[Data records Boundary: Start]
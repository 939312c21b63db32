//! Cooperative shutdown
//!
//! [`CancellationSignal`] is a one-way flag: Active until the first
//! `request()`, Requested forever after. Run loops poll it between
//! deliveries and race it against backoff sleeps; nothing is ever
//! interrupted mid-call.
//!
//! [`ShutdownCoordinator`] turns operator interrupts into that single
//! transition. Repeated interrupts are absorbed: they are logged and
//! counted but never escalate to a forced exit.

use std::sync::atomic::{AtomicBool, AtomicU64, Ordering};
use std::sync::Arc;
use tokio::sync::Notify;
use tokio::task::JoinHandle;
use tracing::{debug, error, info, warn};

#[derive(Debug, Default)]
struct SignalInner {
    requested: AtomicBool,
    notify: Notify,
}

/// Shared, cloneable cancellation flag
#[derive(Debug, Clone, Default)]
pub struct CancellationSignal {
    inner: Arc<SignalInner>,
}

impl CancellationSignal {
    pub fn new() -> Self {
        Self::default()
    }

    /// Move to Requested.
    ///
    /// Returns `true` only for the call that performed the transition.
    pub fn request(&self) -> bool {
        let transitioned = self
            .inner
            .requested
            .compare_exchange(false, true, Ordering::AcqRel, Ordering::Acquire)
            .is_ok();
        if transitioned {
            self.inner.notify.notify_waiters();
        }
        transitioned
    }

    pub fn is_requested(&self) -> bool {
        self.inner.requested.load(Ordering::Acquire)
    }

    /// Resolve once cancellation has been requested
    pub async fn cancelled(&self) {
        loop {
            let notified = self.inner.notify.notified();
            tokio::pin!(notified);
            // Register before checking so a concurrent request cannot slip by
            notified.as_mut().enable();
            if self.is_requested() {
                return;
            }
            notified.await;
        }
    }
}

/// Maps external interrupts onto a [`CancellationSignal`]
#[derive(Debug)]
pub struct ShutdownCoordinator {
    signal: CancellationSignal,
    interrupts: AtomicU64,
}

impl ShutdownCoordinator {
    pub fn new(signal: CancellationSignal) -> Self {
        Self {
            signal,
            interrupts: AtomicU64::new(0),
        }
    }

    pub fn signal(&self) -> &CancellationSignal {
        &self.signal
    }

    /// Handle one interrupt.
    ///
    /// The first call requests cancellation and returns `true`; later calls
    /// are absorbed and return `false`.
    pub fn interrupt(&self) -> bool {
        let count = self.interrupts.fetch_add(1, Ordering::AcqRel) + 1;
        if self.signal.request() {
            info!("Shutdown requested, finishing in-flight work");
            true
        } else {
            warn!(
                interrupts = count,
                "Shutdown already in progress, ignoring repeated interrupt"
            );
            false
        }
    }

    /// Number of interrupts received so far
    pub fn interrupts(&self) -> u64 {
        self.interrupts.load(Ordering::Acquire)
    }

    /// Listen for Ctrl+C for the rest of the process lifetime.
    ///
    /// The handler stays installed after the first interrupt, so later
    /// Ctrl+C presses reach [`interrupt`](Self::interrupt) instead of the
    /// platform default (which would kill the process).
    pub fn listen(self: Arc<Self>) -> JoinHandle<()> {
        tokio::spawn(async move {
            loop {
                match tokio::signal::ctrl_c().await {
                    Ok(()) => {
                        self.interrupt();
                    }
                    Err(e) => {
                        error!("Failed to listen for Ctrl+C: {}", e);
                        return;
                    }
                }
            }
        })
    }

    /// Request cancellation without an interrupt (e.g. `--duration-secs` elapsed)
    pub fn request(&self, reason: &str) -> bool {
        let transitioned = self.signal.request();
        if transitioned {
            info!(reason, "Shutdown requested");
        } else {
            debug!(reason, "Shutdown already requested");
        }
        transitioned
    }
}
[Data records Boundary: End]
--- Prompt ---
Could you filter the material above and copy each line that holds the word "reason"?

--- Exercise answer ---
    pub fn request(&self, reason: &str) -> bool {
            info!(reason, "Shutdown requested");
            debug!(reason, "Shutdown already requested");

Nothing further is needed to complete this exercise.